01 Mar Escuchatoria
(texto de Rubem Alves, educador brasileño)
Siempre veo anunciados cursos de oratoria, pero nunca he visto anunciado un curso de escuchatoria. Todo el mundo quiere aprender a hablar, nadie quiere aprender a escuchar. Pensé en ofrecer un curso de escuchatoria, pero temo que nadie se inscribiría. Escuchar es un arte delicado y sutil, dice Alberto Caeiro que:
“no es suficiente no ser ciego para poder ver los árboles y las flores, es necesario también no poseer filosofía alguna.”
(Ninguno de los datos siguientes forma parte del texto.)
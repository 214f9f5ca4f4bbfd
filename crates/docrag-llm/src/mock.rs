//! Scripted completion client.

use std::collections::VecDeque;
use std::sync::{Mutex, MutexGuard};

use async_trait::async_trait;

use docrag_core::{ChatMessage, CompletionClient, CompletionParams, RagError, Result};

/// A recorded `complete` call.
#[derive(Debug, Clone)]
pub struct CompletionCall {
    pub messages: Vec<ChatMessage>,
    pub params: CompletionParams,
}

/// A completion client that replays scripted replies and records every call.
///
/// Scripted replies are consumed in order; once exhausted, the default reply
/// is returned.
pub struct MockCompletionClient {
    script: Mutex<VecDeque<std::result::Result<String, String>>>,
    default_reply: String,
    calls: Mutex<Vec<CompletionCall>>,
}

impl MockCompletionClient {
    /// A client that always answers `reply`.
    pub fn new(reply: impl Into<String>) -> Self {
        Self {
            script: Mutex::new(VecDeque::new()),
            default_reply: reply.into(),
            calls: Mutex::new(Vec::new()),
        }
    }

    /// Queue a successful reply.
    pub fn then_reply(self, reply: impl Into<String>) -> Self {
        lock(&self.script).push_back(Ok(reply.into()));
        self
    }

    /// Queue a failure.
    pub fn then_fail(self, message: impl Into<String>) -> Self {
        lock(&self.script).push_back(Err(message.into()));
        self
    }

    /// Number of `complete` calls so far.
    pub fn call_count(&self) -> usize {
        lock(&self.calls).len()
    }

    /// All recorded calls, oldest first.
    pub fn calls(&self) -> Vec<CompletionCall> {
        lock(&self.calls).clone()
    }

    /// The most recent call, if any.
    pub fn last_call(&self) -> Option<CompletionCall> {
        lock(&self.calls).last().cloned()
    }
}

impl Default for MockCompletionClient {
    fn default() -> Self {
        Self::new("mock reply")
    }
}

fn lock<T>(mutex: &Mutex<T>) -> MutexGuard<'_, T> {
    mutex.lock().unwrap_or_else(|poisoned| poisoned.into_inner())
}

#[async_trait]
impl CompletionClient for MockCompletionClient {
    async fn complete(&self, messages: &[ChatMessage], params: CompletionParams) -> Result<String> {
        lock(&self.calls).push(CompletionCall {
            messages: messages.to_vec(),
            params,
        });

        match lock(&self.script).pop_front() {
            Some(Ok(reply)) => Ok(reply),
            Some(Err(message)) => Err(RagError::llm(message)),
            None => Ok(self.default_reply.clone()),
        }
    }
}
Filosofía es un montón de ideas, dentro de la cabeza, sobre cómo son las cosas. Para ver, entonces, es preciso que la cabeza esté vacía. Parafraseando a Alberto Caeiro:
“No es suficiente tener oídos para escuchar lo que es dicho; es necesario también que haya silencio dentro del alma”
De ahí la dificultad: las personas no aguantan oír lo que el otro dice sin responder de inmediato con un argumento mejor, mezclando lo que nos dicen con lo que nosotros queremos decir, como si aquello que nos dicen no fuera digno de mejor consideración y pidiera ser completado por aquello que nosotros tenemos para decir, que es mucho mejor. Nuestra incapacidad de oír es la manifestación más constante y sutil de nuestra arrogancia y vanidad, en el fondo, somos los más bonitos…
Tengo un viejo amigo, Jovelino, que se mudó a los Estados Unidos inspirado por la revolución del 64. Me contó de su experiencia con los indios: reunidos los participantes, nadie habla, hay un largo silencio. (los pianistas, antes de iniciar un concierto, delante del piano, quedan sentados en silencio, […] abriendo vacíos de silencio, expulsando todas las ideas extrañas). Todos en silencio, a la espera del pensamiento esencial. Ahí, repentinamente, alguien habla. Corto. Todos oyen. Terminada la palabra, nuevamente silencio.
Hablar de inmediato sería una falta de respeto, pues el otro acaba de hablar sobre sus pensamientos, pensamientos que él juzgaba esenciales. Me resultan extraños y será preciso tiempo para entender o que el otro acaba de hablar. Si yo hablo enseguida, son dos las posibilidades:
Primero: “Hice silencio solo por cortesía, pero en verdad no oí realmente lo que hablaste. Pues mientras hablabas, yo pensaba en las cosas que te diría apenas terminaras tus (tontas) palabras. Por eso hablo como si tú no hubieses hablado”. Segundo: “Oí lo que dijiste. Pero eso que hablaste como si fuese novedoso, yo ya lo había hecho hace mucho tiempo, es cosa vieja para mí. Tanto así, que ni siquiera necesito pensar lo que tú dijiste”
En ambos casos estoy llamando al otro de bobo, lo que es peor que una bofetada.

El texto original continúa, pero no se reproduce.